Anche: workflows, flusso di lavoro, flussi di lavoro, processo automatico, automazione di processo
Definizione
Un workflow è la sequenza ordinata di passi (manuali, semi-automatici o automatici) con cui un’organizzazione porta a termine un’attività ripetibile, dal trigger iniziale al risultato atteso. Definisce chi interviene, con quali dati, in quale ordine e con quali condizioni (se/allora): ad esempio «nuovo lead → qualifica → appuntamento → follow-up». Nelle PMI italiane i workflow esistono anche senza software sofisticato: checklist, email standard, passaggio di consegne tra reception e tecnico. L’automazione li rende affidabili quando il volume cresce: reminder, assegnazioni, aggiornamenti in CRM, notifiche se un compito resta fermo. Un buon workflow riduce dipendenza dalla memoria delle persone, errori di omissione e tempi morti tra un passaggio e l’altro.
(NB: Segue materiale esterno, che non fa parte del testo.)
//! Storage traits for cached payloads and news rows.
//!
//! This module defines [`KeyValueStore`] for opaque cached values and
//! [`NewsStore`] for the append-only news table.

use async_trait::async_trait;
use chrono::{DateTime, Utc};
use serde::{Deserialize, Serialize};

use crate::{
    error::Result,
    types::{NewsItem, Symbol},
};

/// A stored cache row.
#[derive(Clone, Debug, PartialEq, Eq, Serialize, Deserialize)]
pub struct CacheEntry {
    /// Unique key of the row.
    pub key: String,
    /// Opaque serialized payload.
    pub value: String,
    /// When the row was last written.
    pub updated_at: DateTime<Utc>,
}

/// Trait for point reads and writes of opaque string values.
///
/// A write replaces any prior value for the same key; a read returns the
/// most recent write or `None`.
#[async_trait]
pub trait KeyValueStore: Send + Sync {
    /// Retrieves the row stored under `key`.
    async fn get(&self, key: &str) -> Result<Option<CacheEntry>>;

    /// Stores `value` under `key`, replacing any previous row.
    async fn set(&self, key: &str, value: &str) -> Result<()>;
}

/// Trait for the per-ticker news log.
#[async_trait]
pub trait NewsStore: Send + Sync {
    /// Appends news rows for a symbol, stamping each with the current time.
    async fn append_news(&self, symbol: &Symbol, items: &[NewsItem]) -> Result<()>;

    /// Returns at most `limit` rows for a symbol, newest `published_at` first.
    ///
    /// Rows without a publication time sort last.
    async fn list_news(&self, symbol: &Symbol, limit: usize) -> Result<Vec<NewsItem>>;
}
Non va confuso con un singolo tool: è il disegno del processo; gli strumenti (CRM, calendari, assistenti vocali, integrazioni) lo eseguono. Se i passi non sono chiari a monte, automatizzare moltiplica solo il caos.
Esempi
In un’officina autorizzata, il workflow di accettazione parte dalla chiamata del cliente: apre la pratica, assegna il meccanico, manda conferma SMS e, a veicolo pronto, notifica il ritiro. Se un passaggio salta, il cliente resta in attesa senza sapere perché.
In un centro benessere, dopo la prenotazione parte un flusso: conferma immediata, reminder 24 ore prima (utile contro i no-show), check-in in reception e, a fine trattamento, richiesta di feedback. Stesso percorso ogni volta, meno eccezioni gestite a voce.